Switzerland has reportedly handed over to French authorities documents on 300 UBS customers suspected of evading taxes
A report in the SonntagsZeitung newspaper said that the documents have been dispatched to judicial authorities in Paris.
The report added that affected customers have not been informed.
French investigating magistrates have proposed that UBS pay a €4.88bn (£3.83bn, $6.13bn) fine in a probe into whether the Swiss bank helped rich French individuals evade taxes, Reuters reported earlier in the month.
Swiss Tax Rules
The delivery of the UBS documents was made possible by the recent revision to Swiss tax rules, which makes it easier for other countries to extract information on suspected tax dodgers.

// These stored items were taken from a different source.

pub mod state;

use gloo_timers::callback::Timeout;
use web_sys::HtmlInputElement;
use yew::prelude::*;

use self::state::{ChatAction, ChatState, Message, Panel, REPLY_DELAY_MS};

const CHAT_CSS: &str = r#"
    .chat-widget {
        position: fixed;
        bottom: 1rem;
        right: 1rem;
        display: flex;
        flex-direction: column;
        align-items: flex-end;
        z-index: 50;
    }
    .chat-teaser {
        position: relative;
        background: #fff;
        color: #1f2937;
        padding: 0.75rem;
        border-radius: 0.5rem;
        box-shadow: 0 10px 15px rgba(0, 0, 0, 0.2);
        margin-bottom: 0.5rem;
        font-size: 0.875rem;
        max-width: 16rem;
    }
    .chat-teaser::after {
        content: "";
        position: absolute;
        bottom: -10px;
        right: 1rem;
        border-left: 10px solid transparent;
        border-right: 10px solid transparent;
        border-top: 10px solid #fff;
    }
    .chat-launcher {
        width: 4rem;
        height: 4rem;
        border: none;
        border-radius: 9999px;
        background: #3B82F6;
        box-shadow: 0 10px 15px rgba(0, 0, 0, 0.2);
        cursor: pointer;
        display: flex;
        align-items: center;
        justify-content: center;
    }
    .chat-launcher:hover {
        background: #2563EB;
    }
    .chat-launcher img {
        width: 2.5rem;
        height: 2.5rem;
        object-fit: contain;
    }
    .chat-panel {
        width: 20rem;
        height: 32rem;
        border-radius: 0.5rem;
        box-shadow: 0 20px 25px rgba(0, 0, 0, 0.25);
        display: flex;
        flex-direction: column;
        overflow: hidden;
    }
    .chat-panel-header {
        padding: 1rem;
        display: flex;
        justify-content: space-between;
        align-items: center;
        color: #fff;
    }
    .chat-panel-header .bot-name {
        display: flex;
        align-items: center;
        font-weight: 700;
        gap: 0.5rem;
    }
    .chat-panel-header img {
        width: 2rem;
        height: 2rem;
        border-radius: 9999px;
    }
    .chat-panel-header button {
        background: none;
        border: none;
        color: #fff;
        font-size: 1.25rem;
        cursor: pointer;
    }
    .chat-messages {
        flex-grow: 1;
        overflow-y: auto;
        padding: 1rem;
    }
    .chat-message {
        display: flex;
        margin-bottom: 1rem;
    }
    .chat-message.user {
        justify-content: flex-end;
    }
    .chat-message .avatar {
        width: 2rem;
        height: 2rem;
        border-radius: 9999px;
        flex-shrink: 0;
    }
    .chat-message .avatar.bot { margin-right: 0.5rem; }
    .chat-message .avatar.user { margin-left: 0.5rem; }
    .message-bubble {
        padding: 0.5rem;
        border-radius: 0.5rem;
        max-width: 70%;
        color: #fff;
        word-break: break-word;
    }
    .message-bubble.user {
        background: #fff;
        color: #000;
    }
    .starter-options {
        margin-top: 0.5rem;
        display: flex;
        flex-direction: column;
        gap: 0.5rem;
    }
    .starter-option {
        display: block;
        width: 100%;
        text-align: left;
        font-size: 0.875rem;
        background: rgba(31, 41, 55, 0.5);
        color: #fff;
        border: none;
        padding: 0.5rem;
        border-radius: 0.25rem;
        cursor: pointer;
    }
    .starter-option:hover {
        background: rgba(31, 41, 55, 0.75);
    }
    .chat-input-form {
        padding: 1rem;
        border-top: 1px solid #374151;
    }
    .chat-input-form input {
        width: 100%;
        padding: 0.5rem;
        border: 1px solid #4b5563;
        border-radius: 0.5rem;
        background: #1f2937;
        color: #fff;
        box-sizing: border-box;
    }
    .chat-input-form input::placeholder {
        color: #9ca3af;
    }
    .chat-settings {
        flex-grow: 1;
        background: #111827;
        color: #fff;
        padding: 1rem;
        display: flex;
        flex-direction: column;
    }
    .chat-settings-header {
        display: flex;
        align-items: center;
        justify-content: space-between;
        margin-bottom: 1rem;
    }
    .chat-settings-header .back-group {
        display: flex;
        align-items: center;
        gap: 0.5rem;
    }
    .chat-settings-header h3 {
        font-size: 1.25rem;
        font-weight: 700;
        margin: 0;
    }
    .chat-settings-header button {
        background: none;
        border: none;
        color: #fff;
        font-size: 1.25rem;
        cursor: pointer;
    }
    .color-row {
        display: flex;
        align-items: center;
        margin-bottom: 1rem;
        gap: 0.5rem;
    }
    .color-row label {
        width: 50%;
    }
    .color-row input[type="color"] {
        width: 2rem;
        height: 2rem;
        border: none;
        border-radius: 9999px;
        overflow: hidden;
        cursor: pointer;
        padding: 0;
    }
"#;

fn render_message(msg: &Message, bubble_color: &str, on_option: &Callback<String>) -> Html {
    let bubble_style = if msg.is_user {
        "background-color: #FFFFFF;".to_string()
    } else {
        format!("background-color: {};", bubble_color)
    };
    html! {
        <div class={classes!("chat-message", msg.is_user.then_some("user"))}>
            if !msg.is_user {
                <img class="avatar bot" src="/assets/bot-avatar.png" alt="Bot" />
            }
            <div
                class={classes!("message-bubble", msg.is_user.then_some("user"))}
                style={bubble_style}
            >
                <p>{ &msg.text }</p>
                if let Some(options) = &msg.options {
                    <div class="starter-options">
                        { for options.iter().map(|option| {
                            let on_option = on_option.clone();
                            let text = option.clone();
                            html! {
                                <button
                                    type="button"
                                    class="starter-option"
                                    onclick={Callback::from(move |_| on_option.emit(text.clone()))}
                                >
                                    { option }
                                </button>
                            }
                        }) }
                    </div>
                }
            </div>
            if msg.is_user {
                <img class="avatar user" src="/assets/user-avatar.png" alt="User" />
            }
        </div>
    }
}

#[function_component(ChatWidget)]
pub fn chat_widget() -> Html {
    let state = use_reducer(ChatState::default);
    // Handle to the one-shot reply timer. Dropping it cancels the
    // timeout, so a reply in flight is discarded when the widget closes
    // or unmounts instead of poking discarded state.
    let pending_reply = use_mut_ref(|| None::<Timeout>);

    let send = {
        let state = state.clone();
        let pending_reply = pending_reply.clone();
        Callback::from(move |text: String| {
            if !state.accepts_send(&text) {
                return;
            }
            state.dispatch(ChatAction::Send(text));
            let state = state.clone();
            // A fresh send replaces any still-pending reply, so at most
            // one reply is ever in flight.
            *pending_reply.borrow_mut() = Some(Timeout::new(REPLY_DELAY_MS, move || {
                state.dispatch(ChatAction::ReplyArrived);
            }));
        })
    };

    let open = {
        let state = state.clone();
        Callback::from(move |_: MouseEvent| state.dispatch(ChatAction::Open))
    };

    let close = {
        let state = state.clone();
        let pending_reply = pending_reply.clone();
        Callback::from(move |_: MouseEvent| {
            pending_reply.borrow_mut().take();
            state.dispatch(ChatAction::Close);
        })
    };

    let open_settings = {
        let state = state.clone();
        Callback::from(move |_: MouseEvent| state.dispatch(ChatAction::OpenSettings))
    };

    let close_settings = {
        let state = state.clone();
        Callback::from(move |_: MouseEvent| state.dispatch(ChatAction::CloseSettings))
    };

    let oninput = {
        let state = state.clone();
        Callback::from(move |e: InputEvent| {
            let input: HtmlInputElement = e.target_unchecked_into();
            state.dispatch(ChatAction::DraftChanged(input.value()));
        })
    };

    let onsubmit = {
        let state = state.clone();
        let send = send.clone();
        Callback::from(move |e: SubmitEvent| {
            e.prevent_default();
            send.emit(state.draft.clone());
        })
    };

    let on_background_color = {
        let state = state.clone();
        Callback::from(move |e: InputEvent| {
            let input: HtmlInputElement = e.target_unchecked_into();
            state.dispatch(ChatAction::BackgroundColorChanged(input.value()));
        })
    };

    let on_bubble_color = {
        let state = state.clone();
        Callback::from(move |e: InputEvent| {
            let input: HtmlInputElement = e.target_unchecked_into();
            state.dispatch(ChatAction::BubbleColorChanged(input.value()));
        })
    };

    html! {
        <div class="chat-widget">
            <style>{ CHAT_CSS }</style>
            if state.panel == Panel::Closed && state.show_teaser {
                <div class="chat-teaser">
                    <p>{"Hi there! Need any help? Click below to chat with us."}</p>
                </div>
            }
            {
                match state.panel {
                    Panel::Closed => html! {
                        <button class="chat-launcher" onclick={open}>
                            <img src="/assets/chat-bubble.png" alt="Chat" />
                        </button>
                    },
                    Panel::Chat => html! {
                        <div
                            class="chat-panel"
                            style={format!("background-color: {};", state.background_color)}
                        >
                            <div class="chat-panel-header">
                                <div class="bot-name">
                                    <img src="/assets/bot-avatar.png" alt="Bot" />
                                    <span>{"Assistant"}</span>
                                </div>
                                <div>
                                    <button onclick={open_settings}>{"\u{2699}\u{fe0f}"}</button>
                                    <button onclick={close.clone()}>{"\u{00d7}"}</button>
                                </div>
                            </div>
                            <div class="chat-messages">
                                { for state
                                    .transcript
                                    .iter()
                                    .map(|msg| render_message(msg, &state.bubble_color, &send)) }
                            </div>
                            <form class="chat-input-form" onsubmit={onsubmit}>
                                <input
                                    type="text"
                                    value={state.draft.clone()}
                                    oninput={oninput}
                                    placeholder="Type your message..."
                                />
                            </form>
                        </div>
                    },
                    Panel::Settings => html! {
                        <div
                            class="chat-panel"
                            style={format!("background-color: {};", state.background_color)}
                        >
                            <div class="chat-settings">
                                <div class="chat-settings-header">
                                    <div class="back-group">
                                        <button onclick={close_settings}>{"\u{2190}"}</button>
                                        <h3>{"Settings"}</h3>
                                    </div>
                                    <button onclick={close}>{"\u{00d7}"}</button>
                                </div>
                                <div class="color-row">
                                    <label for="bgColor">{"Background Color:"}</label>
                                    <input
                                        type="color"
                                        id="bgColor"
                                        value={state.background_color.clone()}
                                        oninput={on_background_color}
                                    />
                                </div>
                                <div class="color-row">
                                    <label for="bubbleColor">{"Bubble Color:"}</label>
                                    <input
                                        type="color"
                                        id="bubbleColor"
                                        value={state.bubble_color.clone()}
                                        oninput={on_bubble_color}
                                    />
                                </div>
                            </div>
                        </div>
                    },
                }
            }
        </div>
    }
}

The revision to the Swiss Tax Administrative Assistance Act eliminated the need to inform individuals before any details about them were shared with a foreign jurisdiction for assumed tax crimes.
German and US Probes
In July, UBS agreed to pay €300m to settle an investigation into whether it helped German clients evade taxes.

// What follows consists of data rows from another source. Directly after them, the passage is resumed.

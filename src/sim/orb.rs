//! Orbs, their arena, and the shared tween epoch

use std::ops::Range;

use serde::{Deserialize, Serialize};

use super::easing::{ease_in_out_cubic, lerp_angle};

/// One participant on the ring
#[derive(Debug, Clone, PartialEq, Serialize, Deserialize)]
pub struct Orb {
    /// Displayed angle when the current tween began
    pub prev_angle: f32,
    /// Displayed angle this frame
    pub angle: f32,
    /// Layout slot the orb is heading to
    pub target_angle: f32,
    /// Time of the last pulse hit (ms), `None` if never hit
    pub activated_at: Option<f64>,
}

impl Orb {
    pub fn new(start_angle: f32) -> Self {
        Self {
            prev_angle: start_angle,
            angle: start_angle,
            target_angle: start_angle,
            activated_at: None,
        }
    }

    /// Begin a new leg from wherever the orb is displayed now
    pub fn retarget(&mut self, target: f32) {
        self.prev_angle = self.angle;
        self.target_angle = target;
    }

    /// Move along the shortest arc by eased progress `u`
    pub fn advance(&mut self, u: f32) {
        self.angle = lerp_angle(self.prev_angle, self.target_angle, u);
    }

    /// Finish the leg exactly on target
    pub fn settle(&mut self) {
        self.angle = self.target_angle;
        self.prev_angle = self.target_angle;
    }
}

/// What a resize changed
#[derive(Debug, Clone, PartialEq, Eq)]
pub struct Resize {
    pub created: Range<usize>,
    pub destroyed: Range<usize>,
}

impl Resize {
    pub fn is_empty(&self) -> bool {
        self.created.is_empty() && self.destroyed.is_empty()
    }
}

/// Orbs indexed by participant slot
#[derive(Debug, Clone, Default)]
pub struct OrbSet {
    orbs: Vec<Orb>,
}

impl OrbSet {
    pub fn new() -> Self {
        Self { orbs: Vec::new() }
    }

    #[inline]
    pub fn len(&self) -> usize {
        self.orbs.len()
    }

    #[inline]
    pub fn is_empty(&self) -> bool {
        self.orbs.is_empty()
    }

    pub fn get(&self, index: usize) -> Option<&Orb> {
        self.orbs.get(index)
    }

    pub fn get_mut(&mut self, index: usize) -> Option<&mut Orb> {
        self.orbs.get_mut(index)
    }

    pub fn iter(&self) -> std::slice::Iter<'_, Orb> {
        self.orbs.iter()
    }

    pub fn iter_mut(&mut self) -> std::slice::IterMut<'_, Orb> {
        self.orbs.iter_mut()
    }

    /// Grow or shrink to `len`; `spawn` builds each new orb from its index
    pub fn resize(&mut self, len: usize, mut spawn: impl FnMut(usize) -> Orb) -> Resize {
        let old = self.orbs.len();
        if len > old {
            self.orbs.extend((old..len).map(&mut spawn));
            Resize {
                created: old..len,
                destroyed: len..len,
            }
        } else {
            self.orbs.truncate(len);
            Resize {
                created: len..len,
                destroyed: len..old,
            }
        }
    }

    /// Stamp a pulse hit; an index that isn't materialized yet is ignored
    pub fn activate(&mut self, index: usize, now_ms: f64) -> bool {
        match self.orbs.get_mut(index) {
            Some(orb) => {
                orb.activated_at = Some(now_ms);
                true
            }
            None => false,
        }
    }
}

impl<'a> IntoIterator for &'a OrbSet {
    type Item = &'a Orb;
    type IntoIter = std::slice::Iter<'a, Orb>;

    fn into_iter(self) -> Self::IntoIter {
        self.orbs.iter()
    }
}

/// Scene-wide tween epoch shared by every orb
#[derive(Debug, Clone)]
pub struct Tween {
    pub start_ms: f64,
    pub duration_ms: f64,
    pub active: bool,
}

impl Tween {
    pub fn new(duration_ms: f64) -> Self {
        Self {
            start_ms: 0.0,
            duration_ms,
            active: false,
        }
    }

    pub fn start(&mut self, now_ms: f64) {
        self.start_ms = now_ms;
        self.active = true;
    }

    /// Linear progress in [0, 1]
    pub fn progress(&self, now_ms: f64) -> f32 {
        if self.duration_ms.is_nan() || self.duration_ms <= 0.0 {
            return 1.0;
        }
        let t = (now_ms - self.start_ms) / self.duration_ms;
        if t.is_nan() {
            return 1.0;
        }
        t.clamp(0.0, 1.0) as f32
    }

    /// Advance every orb; returns true while the tween is still running
    pub fn step(&mut self, orbs: &mut OrbSet, now_ms: f64) -> bool {
        if !self.active {
            return false;
        }

        let t = self.progress(now_ms);
        if t >= 1.0 {
            for orb in orbs.iter_mut() {
                orb.settle();
            }
            self.active = false;
            return false;
        }

        let u = ease_in_out_cubic(t);
        for orb in orbs.iter_mut() {
            orb.advance(u);
        }
        true
    }
}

In 2013, a French prosecutor put the UBS head office and its subsidiary in France under formal investigation on charges of illegal sales practices and complicity in illegal sales practices, respectively.
French judicial authorities visited the bank's Paris headquarters in November 2013.
A large proportion of the first world's private wealth has traditionally been safely hidden in Switzerland.
An unrelenting assault on once-hallowed Swiss banking secrecy began in 2007 at UBS, which later agreed a $780m deferred prosecution agreement with the US.